**ABOUT THIS EXERCISE**
Establish how many lines in the material below include the word "digits", then give the count alone.
..............................
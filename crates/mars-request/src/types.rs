//! Keyword types and value canonicalisation.
//!
//! Every keyword has a type that decides how its values are spelled in
//! canonical form and how `from/to/to/by/step` ranges are expanded. Values are
//! canonicalised both in requests and in record keys, so matching is a plain
//! string comparison afterwards.

use chrono::{Duration, NaiveDate};

use crate::error::{RequestError, Result};

/// Type of a request keyword.
#[derive(Debug, Clone, Copy, PartialEq, Eq)]
pub enum KeywordType {
    /// Calendar date, canonical `YYYYMMDD`.
    Date,
    /// Time of day, canonical `HHMM`.
    Time,
    /// Integer without leading zeros (`step`, `number`, `levelist`, ...).
    Integer,
    /// Experiment version, four characters, zero padded when numeric.
    Expver,
    /// Free text, lower-cased.
    Text,
}

/// Default range step for dates, in days.
const DEFAULT_DATE_STEP_DAYS: i64 = 1;
/// Default range step for times, in hours.
const DEFAULT_TIME_STEP_HOURS: i64 = 6;
/// Default range step for integers.
const DEFAULT_INTEGER_STEP: i64 = 1;
/// Upper bound on the number of values a single range may expand to.
const MAX_RANGE_VALUES: usize = 100_000;

impl KeywordType {
    /// Look up the type of a (lower-case) keyword.
    pub fn for_keyword(keyword: &str) -> Self {
        match keyword {
            "date" | "refdate" | "hdate" => Self::Date,
            "time" | "anoffset" => Self::Time,
            "step" | "number" | "levelist" | "iteration" | "frequency" | "direction" | "fcmonth" => {
                Self::Integer
            }
            "expver" => Self::Expver,
            _ => Self::Text,
        }
    }

    /// Canonicalise a single value of `keyword`.
    pub fn canonicalise(&self, keyword: &str, value: &str) -> Result<String> {
        let value = value.trim();
        if value.is_empty() {
            return Err(RequestError::invalid_value(keyword, value, "empty value"));
        }

        match self {
            Self::Date => parse_date(keyword, value).map(|d| d.format("%Y%m%d").to_string()),
            Self::Time => parse_time_minutes(keyword, value).map(format_time),
            Self::Integer => parse_integer(keyword, value).map(|n| n.to_string()),
            Self::Expver => {
                if value.len() <= 4 && value.chars().all(|c| c.is_ascii_digit()) {
                    Ok(format!("{:0>4}", value))
                } else {
                    Ok(value.to_lowercase())
                }
            }
            Self::Text => Ok(value.to_lowercase()),
        }
    }

    /// Expand `from/to/to[/by/step]` into canonical values (inclusive bounds).
    pub fn expand_range(
        &self,
        keyword: &str,
        from: &str,
        to: &str,
        by: Option<&str>,
    ) -> Result<Vec<String>> {
        let step = match by {
            Some(s) => Some(parse_integer(keyword, s)?),
            None => None,
        };
        if matches!(step, Some(s) if s <= 0) {
            return Err(RequestError::invalid_range(keyword, "step must be positive"));
        }

        match self {
            Self::Date => {
                let start = parse_date(keyword, from)?;
                let end = parse_date(keyword, to)?;
                let step = Duration::try_days(step.unwrap_or(DEFAULT_DATE_STEP_DAYS))
                    .ok_or_else(|| RequestError::invalid_range(keyword, "date step too large"))?;
                check_order(keyword, start <= end)?;

                let mut values = Vec::new();
                let mut current = start;
                while current <= end {
                    values.push(current.format("%Y%m%d").to_string());
                    check_len(keyword, values.len())?;
                    current = current.checked_add_signed(step).ok_or_else(|| {
                        RequestError::invalid_range(keyword, "date range leaves the calendar")
                    })?;
                }
                Ok(values)
            }
            Self::Time => {
                let start = parse_time_minutes(keyword, from)?;
                let end = parse_time_minutes(keyword, to)?;
                let step = step
                    .unwrap_or(DEFAULT_TIME_STEP_HOURS)
                    .checked_mul(60)
                    .ok_or_else(|| RequestError::invalid_range(keyword, "time step too large"))?;
                check_order(keyword, start <= end)?;

                Ok((start..=end)
                    .step_by(step as usize)
                    .map(format_time)
                    .collect())
            }
            Self::Integer => {
                let start = parse_integer(keyword, from)?;
                let end = parse_integer(keyword, to)?;
                let step = step.unwrap_or(DEFAULT_INTEGER_STEP);
                check_order(keyword, start <= end)?;
                let count = end
                    .checked_sub(start)
                    .and_then(|span| (span / step).checked_add(1))
                    .and_then(|count| usize::try_from(count).ok())
                    .ok_or_else(|| RequestError::invalid_range(keyword, "integer range too wide"))?;
                check_len(keyword, count)?;

                Ok((start..=end)
                    .step_by(step as usize)
                    .map(|n| n.to_string())
                    .collect())
            }
            Self::Expver | Self::Text => Err(RequestError::invalid_range(
                keyword,
                "ranges are only supported for date, time and integer keywords",
            )),
        }
    }
}

fn check_order(keyword: &str, ordered: bool) -> Result<()> {
    if ordered {
        Ok(())
    } else {
        Err(RequestError::invalid_range(keyword, "range end precedes range start"))
    }
}

fn check_len(keyword: &str, len: usize) -> Result<()> {
    if len > MAX_RANGE_VALUES {
        Err(RequestError::invalid_range(
            keyword,
            format!("range expands to more than {} values", MAX_RANGE_VALUES),
        ))
    } else {
        Ok(())
    }
}

fn parse_date(keyword: &str, value: &str) -> Result<NaiveDate> {
    let value = value.trim();
    let invalid = || RequestError::invalid_value(keyword, value, "expected YYYY-MM-DD or YYYYMMDD");

    if value.len() == 8 && value.chars().all(|c| c.is_ascii_digit()) {
        let year: i32 = value[0..4].parse().map_err(|_| invalid())?;
        let month: u32 = value[4..6].parse().map_err(|_| invalid())?;
        let day: u32 = value[6..8].parse().map_err(|_| invalid())?;
        return NaiveDate::from_ymd_opt(year, month, day).ok_or_else(invalid);
    }

    NaiveDate::parse_from_str(value, "%Y-%m-%d").map_err(|_| invalid())
}

/// Parse a time of day into minutes after midnight.
fn parse_time_minutes(keyword: &str, value: &str) -> Result<i64> {
    let digits: String = value.trim().chars().filter(|c| *c != ':').collect();
    if digits.is_empty() || digits.len() > 4 || !digits.chars().all(|c| c.is_ascii_digit()) {
        return Err(RequestError::invalid_value(keyword, value, "expected H, HH, HHMM or HH:MM"));
    }

    let n: i64 = digits
        .parse()
        .map_err(|_| RequestError::invalid_value(keyword, value, "not a number"))?;
    let (hours, minutes) = if digits.len() <= 2 { (n, 0) } else { (n / 100, n % 100) };

    if hours >= 24 || minutes >= 60 {
        return Err(RequestError::invalid_value(keyword, value, "time of day out of range"));
    }
    Ok(hours * 60 + minutes)
}

fn format_time(minutes: i64) -> String {
    format!("{:02}{:02}", minutes / 60, minutes % 60)
}

fn parse_integer(keyword: &str, value: &str) -> Result<i64> {
    value
        .trim()
        .parse::<i64>()
        .map_err(|_| RequestError::invalid_value(keyword, value, "expected an integer"))
}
..............................
**RESULT OF THIS EXERCISE**
4